__Required action__
Below are the records; work out how many lines among them contain "impl", and write nothing besides that number.

(Dataset items)
=-=-=

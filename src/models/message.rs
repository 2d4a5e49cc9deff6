use serde::{Deserialize, Serialize};
use serde_with::skip_serializing_none;

/// Provider-neutral chat message.
///
/// Serialized with a `role` tag to match the common chat request shape:
/// "system" | "user" | "assistant" | "tool"
#[derive(Debug, Clone, PartialEq, Serialize, Deserialize)]
#[serde(tag = "role", rename_all = "lowercase")]
pub enum Message {
    System {
        content: String,
    },
    User {
        content: UserContent,
    },
    Assistant {
        #[serde(default, skip_serializing_if = "Option::is_none")]
        content: Option<String>,
        #[serde(default, skip_serializing_if = "Vec::is_empty")]
        tool_calls: Vec<ToolCall>,
    },
    /// Result of a tool invocation, correlated by `tool_call_id`.
    Tool {
        tool_call_id: String,
        content: String,
    },
}

impl Message {
    pub fn system(content: impl Into<String>) -> Self {
        Message::System {
            content: content.into(),
        }
    }

    pub fn user(text: impl Into<String>) -> Self {
        Message::User {
            content: UserContent::Text(text.into()),
        }
    }

    pub fn assistant(text: impl Into<String>) -> Self {
        Message::Assistant {
            content: Some(text.into()),
            tool_calls: Vec::new(),
        }
    }

    pub fn tool_result(tool_call_id: impl Into<String>, content: impl Into<String>) -> Self {
        Message::Tool {
            tool_call_id: tool_call_id.into(),
            content: content.into(),
        }
    }
}

/// User content may be a plain string or a list of parts (for multimodal).
#[derive(Debug, Clone, PartialEq, Serialize, Deserialize)]
#[serde(untagged)]
pub enum UserContent {
    Text(String),
    Parts(Vec<ContentPart>),
}

/// A single user content part.
///
/// Example: `{ "type": "image", "media_type": "image/png", "data": "<base64>" }`
#[derive(Debug, Clone, PartialEq, Serialize, Deserialize)]
#[serde(tag = "type", rename_all = "snake_case")]
pub enum ContentPart {
    Text {
        text: String,
    },
    Image {
        /// MIME type such as `image/png`; the subtype becomes Nova's `format`.
        media_type: String,
        /// Base64-encoded image bytes.
        data: String,
    },
}

impl ContentPart {
    /// Build an image part from raw bytes.
    pub fn image(media_type: impl Into<String>, bytes: &[u8]) -> Self {
        use base64::Engine as _;
        ContentPart::Image {
            media_type: media_type.into(),
            data: base64::engine::general_purpose::STANDARD.encode(bytes),
        }
    }
}

/// Tool call requested by the assistant.
#[derive(Debug, Clone, PartialEq, Serialize, Deserialize)]
pub struct ToolCall {
    pub id: String,
    pub name: String,
    #[serde(default)]
    pub arguments: serde_json::Value,
}

/// Tool definition offered to the model.
#[skip_serializing_none]
#[derive(Debug, Clone, PartialEq, Serialize, Deserialize)]
pub struct Tool {
    pub name: String,
    #[serde(default)]
    pub description: Option<String>,
    /// JSON Schema object describing the tool input.
    #[serde(default)]
    pub parameters: Option<serde_json::Value>,
}

/// Ordered conversation handed to the contract for normalization.
#[derive(Debug, Clone, Default, PartialEq, Serialize, Deserialize)]
#[serde(transparent)]
pub struct MessageBag {
    messages: Vec<Message>,
}

impl MessageBag {
    pub fn new(messages: Vec<Message>) -> Self {
        Self { messages }
    }

    pub fn push(&mut self, message: Message) {
        self.messages.push(message);
    }

    pub fn messages(&self) -> &[Message] {
        &self.messages
    }

    /// System message contents, in order of appearance.
    pub fn system_contents(&self) -> impl Iterator<Item = &str> {
        self.messages.iter().filter_map(|m| match m {
            Message::System { content } => Some(content.as_str()),
            _ => None,
        })
    }

    /// Every message except the system ones.
    pub fn without_system(&self) -> impl Iterator<Item = &Message> {
        self.messages
            .iter()
            .filter(|m| !matches!(m, Message::System { .. }))
    }

    pub fn is_empty(&self) -> bool {
        self.messages.is_empty()
    }

    /// True when any user message carries an image part.
    pub fn has_images(&self) -> bool {
        self.messages.iter().any(|m| match m {
            Message::User {
                content: UserContent::Parts(parts),
            } => parts
                .iter()
                .any(|p| matches!(p, ContentPart::Image { .. })),
            _ => false,
        })
    }
}

#[cfg(test)]
mod tests {
    use super::*;
    use serde_json::json;

    #[test]
    fn parses_role_tagged_messages() {
        let bag: MessageBag = serde_json::from_value(json!([
            {"role": "system", "content": "Be brief."},
            {"role": "user", "content": "Hi"},
            {"role": "user", "content": [
                {"type": "text", "text": "What is this?"},
                {"type": "image", "media_type": "image/jpeg", "data": "AAAA"}
            ]},
            {"role": "assistant", "tool_calls": [
                {"id": "t1", "name": "clock", "arguments": {}}
            ]},
            {"role": "tool", "tool_call_id": "t1", "content": "12:00"}
        ]))
        .unwrap();

        assert_eq!(bag.messages().len(), 5);
        assert_eq!(bag.system_contents().collect::<Vec<_>>(), vec!["Be brief."]);
        assert_eq!(bag.without_system().count(), 4);
        assert!(bag.has_images());
        assert!(!MessageBag::new(vec![Message::user("Hi")]).has_images());
        assert!(matches!(
            &bag.messages()[2],
            Message::User { content: UserContent::Parts(parts) } if parts.len() == 2
        ));
    }

    #[test]
    fn image_part_encodes_bytes() {
        let part = ContentPart::image("image/png", b"png");
        assert_eq!(
            part,
            ContentPart::Image {
                media_type: "image/png".into(),
                data: "cG5n".into()
            }
        );
    }
}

=-=-=

__Answer below__
10